+++ RECORD SET

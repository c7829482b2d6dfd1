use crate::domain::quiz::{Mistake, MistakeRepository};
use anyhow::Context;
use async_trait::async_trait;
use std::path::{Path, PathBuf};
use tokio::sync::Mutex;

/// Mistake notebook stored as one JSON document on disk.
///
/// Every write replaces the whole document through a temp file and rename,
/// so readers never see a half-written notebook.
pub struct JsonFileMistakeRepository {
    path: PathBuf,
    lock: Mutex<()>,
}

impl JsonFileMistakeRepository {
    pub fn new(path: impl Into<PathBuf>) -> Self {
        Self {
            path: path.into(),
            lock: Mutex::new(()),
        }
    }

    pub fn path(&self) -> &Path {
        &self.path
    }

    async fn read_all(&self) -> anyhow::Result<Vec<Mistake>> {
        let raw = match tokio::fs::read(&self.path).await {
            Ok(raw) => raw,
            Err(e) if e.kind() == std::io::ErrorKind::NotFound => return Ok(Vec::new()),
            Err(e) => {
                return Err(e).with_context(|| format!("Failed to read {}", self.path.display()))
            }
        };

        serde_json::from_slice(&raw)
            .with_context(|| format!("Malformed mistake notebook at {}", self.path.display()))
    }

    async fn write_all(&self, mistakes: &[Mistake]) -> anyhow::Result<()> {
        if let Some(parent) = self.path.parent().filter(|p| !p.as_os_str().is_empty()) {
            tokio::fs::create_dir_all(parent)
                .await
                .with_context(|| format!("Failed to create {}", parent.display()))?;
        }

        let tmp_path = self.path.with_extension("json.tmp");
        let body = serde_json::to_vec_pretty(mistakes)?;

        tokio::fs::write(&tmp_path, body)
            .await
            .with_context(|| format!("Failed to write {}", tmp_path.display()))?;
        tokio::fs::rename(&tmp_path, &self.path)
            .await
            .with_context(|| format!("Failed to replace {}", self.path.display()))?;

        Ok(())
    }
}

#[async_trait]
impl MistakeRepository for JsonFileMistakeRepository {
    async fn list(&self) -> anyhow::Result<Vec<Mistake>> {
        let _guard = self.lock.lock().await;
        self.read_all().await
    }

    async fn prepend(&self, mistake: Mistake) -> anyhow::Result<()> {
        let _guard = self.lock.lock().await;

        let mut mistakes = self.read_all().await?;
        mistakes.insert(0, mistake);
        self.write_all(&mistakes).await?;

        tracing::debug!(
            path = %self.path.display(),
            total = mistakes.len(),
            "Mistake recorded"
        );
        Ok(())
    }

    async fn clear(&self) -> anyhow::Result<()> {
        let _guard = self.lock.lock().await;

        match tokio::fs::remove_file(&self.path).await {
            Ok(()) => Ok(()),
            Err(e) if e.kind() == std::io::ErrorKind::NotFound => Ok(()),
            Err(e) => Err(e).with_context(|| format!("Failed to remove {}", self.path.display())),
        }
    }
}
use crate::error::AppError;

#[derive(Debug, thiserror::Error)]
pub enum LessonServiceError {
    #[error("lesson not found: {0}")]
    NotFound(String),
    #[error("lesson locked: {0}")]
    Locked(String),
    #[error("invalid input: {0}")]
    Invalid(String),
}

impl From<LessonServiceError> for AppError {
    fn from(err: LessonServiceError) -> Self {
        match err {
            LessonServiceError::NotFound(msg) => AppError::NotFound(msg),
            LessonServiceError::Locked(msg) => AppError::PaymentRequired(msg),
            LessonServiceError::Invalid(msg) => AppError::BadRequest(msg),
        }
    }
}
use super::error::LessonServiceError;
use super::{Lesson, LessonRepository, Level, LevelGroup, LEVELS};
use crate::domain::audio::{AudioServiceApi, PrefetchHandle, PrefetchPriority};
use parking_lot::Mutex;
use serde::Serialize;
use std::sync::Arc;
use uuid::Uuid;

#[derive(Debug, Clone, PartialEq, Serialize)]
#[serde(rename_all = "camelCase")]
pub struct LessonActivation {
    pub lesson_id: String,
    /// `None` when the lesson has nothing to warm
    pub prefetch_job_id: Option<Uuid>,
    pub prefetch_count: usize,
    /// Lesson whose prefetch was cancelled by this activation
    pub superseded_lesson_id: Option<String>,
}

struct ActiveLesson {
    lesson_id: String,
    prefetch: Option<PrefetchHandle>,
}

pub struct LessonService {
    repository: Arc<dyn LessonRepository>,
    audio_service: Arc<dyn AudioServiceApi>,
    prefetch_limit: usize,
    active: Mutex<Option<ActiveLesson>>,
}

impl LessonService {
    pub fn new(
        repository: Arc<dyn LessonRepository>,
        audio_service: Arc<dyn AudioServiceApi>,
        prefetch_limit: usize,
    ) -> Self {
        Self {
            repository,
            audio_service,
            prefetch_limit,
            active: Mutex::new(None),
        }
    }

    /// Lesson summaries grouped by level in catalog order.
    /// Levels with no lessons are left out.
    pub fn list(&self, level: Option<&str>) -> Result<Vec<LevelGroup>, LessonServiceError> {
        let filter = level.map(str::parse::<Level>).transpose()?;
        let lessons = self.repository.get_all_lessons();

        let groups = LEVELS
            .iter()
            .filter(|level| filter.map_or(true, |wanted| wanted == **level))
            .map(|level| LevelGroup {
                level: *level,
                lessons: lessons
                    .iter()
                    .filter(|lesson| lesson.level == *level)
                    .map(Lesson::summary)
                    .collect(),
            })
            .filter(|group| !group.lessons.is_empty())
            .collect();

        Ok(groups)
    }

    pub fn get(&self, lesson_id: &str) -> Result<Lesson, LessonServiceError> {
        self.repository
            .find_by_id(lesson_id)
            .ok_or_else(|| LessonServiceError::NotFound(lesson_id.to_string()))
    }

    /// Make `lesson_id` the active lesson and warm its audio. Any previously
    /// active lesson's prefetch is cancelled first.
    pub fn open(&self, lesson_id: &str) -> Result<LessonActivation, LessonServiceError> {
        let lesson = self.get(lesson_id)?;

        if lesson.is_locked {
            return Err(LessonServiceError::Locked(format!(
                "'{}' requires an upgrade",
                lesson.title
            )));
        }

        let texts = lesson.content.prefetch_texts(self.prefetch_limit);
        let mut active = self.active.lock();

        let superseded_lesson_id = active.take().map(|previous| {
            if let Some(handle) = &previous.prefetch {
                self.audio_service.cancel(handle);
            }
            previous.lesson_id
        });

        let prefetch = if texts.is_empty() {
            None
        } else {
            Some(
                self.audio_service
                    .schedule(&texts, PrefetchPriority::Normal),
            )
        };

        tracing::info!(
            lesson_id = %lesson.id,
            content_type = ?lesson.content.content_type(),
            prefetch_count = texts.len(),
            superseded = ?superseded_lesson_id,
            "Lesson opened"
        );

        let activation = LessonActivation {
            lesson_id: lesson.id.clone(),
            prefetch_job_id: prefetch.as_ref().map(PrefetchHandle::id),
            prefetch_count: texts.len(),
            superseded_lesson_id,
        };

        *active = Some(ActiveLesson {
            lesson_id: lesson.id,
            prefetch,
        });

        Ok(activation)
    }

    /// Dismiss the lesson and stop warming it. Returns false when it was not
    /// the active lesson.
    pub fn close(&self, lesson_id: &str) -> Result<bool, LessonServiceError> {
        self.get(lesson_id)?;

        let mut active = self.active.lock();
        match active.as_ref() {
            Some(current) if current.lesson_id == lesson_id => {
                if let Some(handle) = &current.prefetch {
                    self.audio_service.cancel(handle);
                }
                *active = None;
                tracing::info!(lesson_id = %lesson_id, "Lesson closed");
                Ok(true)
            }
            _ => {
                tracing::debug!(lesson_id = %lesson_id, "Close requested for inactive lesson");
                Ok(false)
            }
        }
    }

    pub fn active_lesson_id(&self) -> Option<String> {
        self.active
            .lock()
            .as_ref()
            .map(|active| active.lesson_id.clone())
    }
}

++++++
+++ RECORD SET

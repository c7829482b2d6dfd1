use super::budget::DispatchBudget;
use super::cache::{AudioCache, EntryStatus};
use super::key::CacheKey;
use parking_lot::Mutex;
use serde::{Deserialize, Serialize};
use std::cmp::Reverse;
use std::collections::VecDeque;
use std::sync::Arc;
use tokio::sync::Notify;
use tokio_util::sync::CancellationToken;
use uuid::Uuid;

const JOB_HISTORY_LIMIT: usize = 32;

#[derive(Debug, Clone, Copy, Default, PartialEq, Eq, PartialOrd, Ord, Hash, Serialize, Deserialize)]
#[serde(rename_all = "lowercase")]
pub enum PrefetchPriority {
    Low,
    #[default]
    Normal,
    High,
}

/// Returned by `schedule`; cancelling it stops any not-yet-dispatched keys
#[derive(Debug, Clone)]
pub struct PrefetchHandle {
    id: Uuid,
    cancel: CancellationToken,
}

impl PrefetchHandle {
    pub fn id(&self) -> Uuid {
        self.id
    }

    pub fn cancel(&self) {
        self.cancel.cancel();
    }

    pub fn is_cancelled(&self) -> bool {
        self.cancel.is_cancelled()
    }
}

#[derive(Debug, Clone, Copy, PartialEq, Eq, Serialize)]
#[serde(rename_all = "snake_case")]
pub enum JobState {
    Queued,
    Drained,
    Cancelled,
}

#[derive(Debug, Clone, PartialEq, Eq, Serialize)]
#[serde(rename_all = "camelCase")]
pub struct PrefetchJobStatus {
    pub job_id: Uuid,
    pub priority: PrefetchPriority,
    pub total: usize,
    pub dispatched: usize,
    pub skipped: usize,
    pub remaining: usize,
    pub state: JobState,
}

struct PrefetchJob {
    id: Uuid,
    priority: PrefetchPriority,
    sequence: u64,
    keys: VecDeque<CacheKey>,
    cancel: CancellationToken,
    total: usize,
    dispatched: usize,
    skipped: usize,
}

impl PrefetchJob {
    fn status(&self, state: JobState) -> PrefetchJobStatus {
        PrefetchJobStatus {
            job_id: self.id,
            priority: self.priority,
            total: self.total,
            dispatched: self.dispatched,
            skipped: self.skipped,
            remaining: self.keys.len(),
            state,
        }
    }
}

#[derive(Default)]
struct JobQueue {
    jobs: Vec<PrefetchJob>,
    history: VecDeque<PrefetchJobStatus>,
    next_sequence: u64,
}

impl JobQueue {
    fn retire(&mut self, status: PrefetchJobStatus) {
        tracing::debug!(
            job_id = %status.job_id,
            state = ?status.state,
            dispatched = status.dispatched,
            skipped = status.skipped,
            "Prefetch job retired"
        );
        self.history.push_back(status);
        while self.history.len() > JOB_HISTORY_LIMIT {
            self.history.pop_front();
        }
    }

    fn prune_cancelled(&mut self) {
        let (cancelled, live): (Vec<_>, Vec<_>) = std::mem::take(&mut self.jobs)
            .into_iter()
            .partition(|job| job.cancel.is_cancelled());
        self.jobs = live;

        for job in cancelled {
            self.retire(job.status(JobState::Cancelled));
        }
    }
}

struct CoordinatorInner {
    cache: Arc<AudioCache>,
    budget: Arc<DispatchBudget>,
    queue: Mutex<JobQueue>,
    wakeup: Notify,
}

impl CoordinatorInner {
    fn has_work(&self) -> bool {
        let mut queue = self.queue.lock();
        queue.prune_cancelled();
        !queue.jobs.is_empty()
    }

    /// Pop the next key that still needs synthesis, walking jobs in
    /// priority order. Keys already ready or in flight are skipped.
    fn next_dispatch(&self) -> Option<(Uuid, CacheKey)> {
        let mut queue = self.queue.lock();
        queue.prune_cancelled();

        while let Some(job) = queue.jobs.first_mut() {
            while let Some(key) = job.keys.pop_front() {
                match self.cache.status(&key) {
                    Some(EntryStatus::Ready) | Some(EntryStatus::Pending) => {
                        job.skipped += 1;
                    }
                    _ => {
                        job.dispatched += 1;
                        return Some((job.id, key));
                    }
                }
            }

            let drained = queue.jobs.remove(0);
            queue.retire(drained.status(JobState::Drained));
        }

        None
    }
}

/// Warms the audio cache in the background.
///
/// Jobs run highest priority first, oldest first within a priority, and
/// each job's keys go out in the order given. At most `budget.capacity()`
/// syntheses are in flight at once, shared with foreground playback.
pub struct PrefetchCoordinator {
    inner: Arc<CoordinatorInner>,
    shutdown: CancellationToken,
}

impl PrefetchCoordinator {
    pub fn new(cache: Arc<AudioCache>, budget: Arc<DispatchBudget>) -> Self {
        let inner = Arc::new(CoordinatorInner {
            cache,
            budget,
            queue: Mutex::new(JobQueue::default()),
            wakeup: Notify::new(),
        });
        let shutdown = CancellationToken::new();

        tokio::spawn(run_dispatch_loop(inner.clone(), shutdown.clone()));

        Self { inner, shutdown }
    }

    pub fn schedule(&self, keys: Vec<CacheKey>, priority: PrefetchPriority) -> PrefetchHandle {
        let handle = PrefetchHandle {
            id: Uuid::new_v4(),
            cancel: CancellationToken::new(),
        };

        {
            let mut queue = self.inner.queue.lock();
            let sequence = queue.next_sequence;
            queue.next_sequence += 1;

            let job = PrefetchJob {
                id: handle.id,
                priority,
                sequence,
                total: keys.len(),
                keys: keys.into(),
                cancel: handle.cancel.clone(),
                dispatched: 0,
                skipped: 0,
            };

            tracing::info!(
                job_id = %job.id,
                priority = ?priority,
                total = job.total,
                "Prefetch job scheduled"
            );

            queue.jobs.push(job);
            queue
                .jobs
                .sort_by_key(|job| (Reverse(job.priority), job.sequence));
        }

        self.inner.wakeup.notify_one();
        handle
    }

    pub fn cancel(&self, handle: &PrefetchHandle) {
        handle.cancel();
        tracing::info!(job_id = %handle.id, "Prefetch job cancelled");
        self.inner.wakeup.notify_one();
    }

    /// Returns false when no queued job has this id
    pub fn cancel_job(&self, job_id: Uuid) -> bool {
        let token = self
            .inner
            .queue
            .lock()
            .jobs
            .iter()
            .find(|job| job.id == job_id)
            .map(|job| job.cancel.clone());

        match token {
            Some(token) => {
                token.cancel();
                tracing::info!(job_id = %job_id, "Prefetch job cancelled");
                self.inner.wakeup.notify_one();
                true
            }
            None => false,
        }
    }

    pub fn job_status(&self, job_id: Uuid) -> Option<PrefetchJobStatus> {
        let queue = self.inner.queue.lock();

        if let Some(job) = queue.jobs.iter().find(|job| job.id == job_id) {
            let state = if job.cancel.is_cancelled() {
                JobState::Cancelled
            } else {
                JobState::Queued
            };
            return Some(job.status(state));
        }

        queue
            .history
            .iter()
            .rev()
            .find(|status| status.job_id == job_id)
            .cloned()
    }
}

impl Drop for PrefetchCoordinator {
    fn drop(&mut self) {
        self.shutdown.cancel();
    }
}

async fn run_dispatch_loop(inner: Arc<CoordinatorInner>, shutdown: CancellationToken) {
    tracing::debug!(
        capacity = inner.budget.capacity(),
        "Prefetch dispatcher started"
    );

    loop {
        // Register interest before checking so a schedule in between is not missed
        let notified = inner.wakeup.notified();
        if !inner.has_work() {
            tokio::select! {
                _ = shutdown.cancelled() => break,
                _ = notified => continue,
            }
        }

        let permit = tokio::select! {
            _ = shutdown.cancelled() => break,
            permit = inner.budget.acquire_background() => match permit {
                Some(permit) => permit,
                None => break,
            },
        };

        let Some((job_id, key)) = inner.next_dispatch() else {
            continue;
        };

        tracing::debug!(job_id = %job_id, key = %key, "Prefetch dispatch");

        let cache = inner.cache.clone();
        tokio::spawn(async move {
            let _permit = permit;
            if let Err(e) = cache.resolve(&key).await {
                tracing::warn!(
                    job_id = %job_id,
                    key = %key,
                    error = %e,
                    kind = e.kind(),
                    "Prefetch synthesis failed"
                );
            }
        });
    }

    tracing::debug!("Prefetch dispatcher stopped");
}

++++++

GOAL OF THE EXERCISE: Go through the material above, and wherever a line holds the word "texts", copy it.

RESPONSE AREA:
        let texts = lesson.content.prefetch_texts(self.prefetch_limit);
        let prefetch = if texts.is_empty() {
                    .schedule(&texts, PrefetchPriority::Normal),
            prefetch_count = texts.len(),
            prefetch_count: texts.len(),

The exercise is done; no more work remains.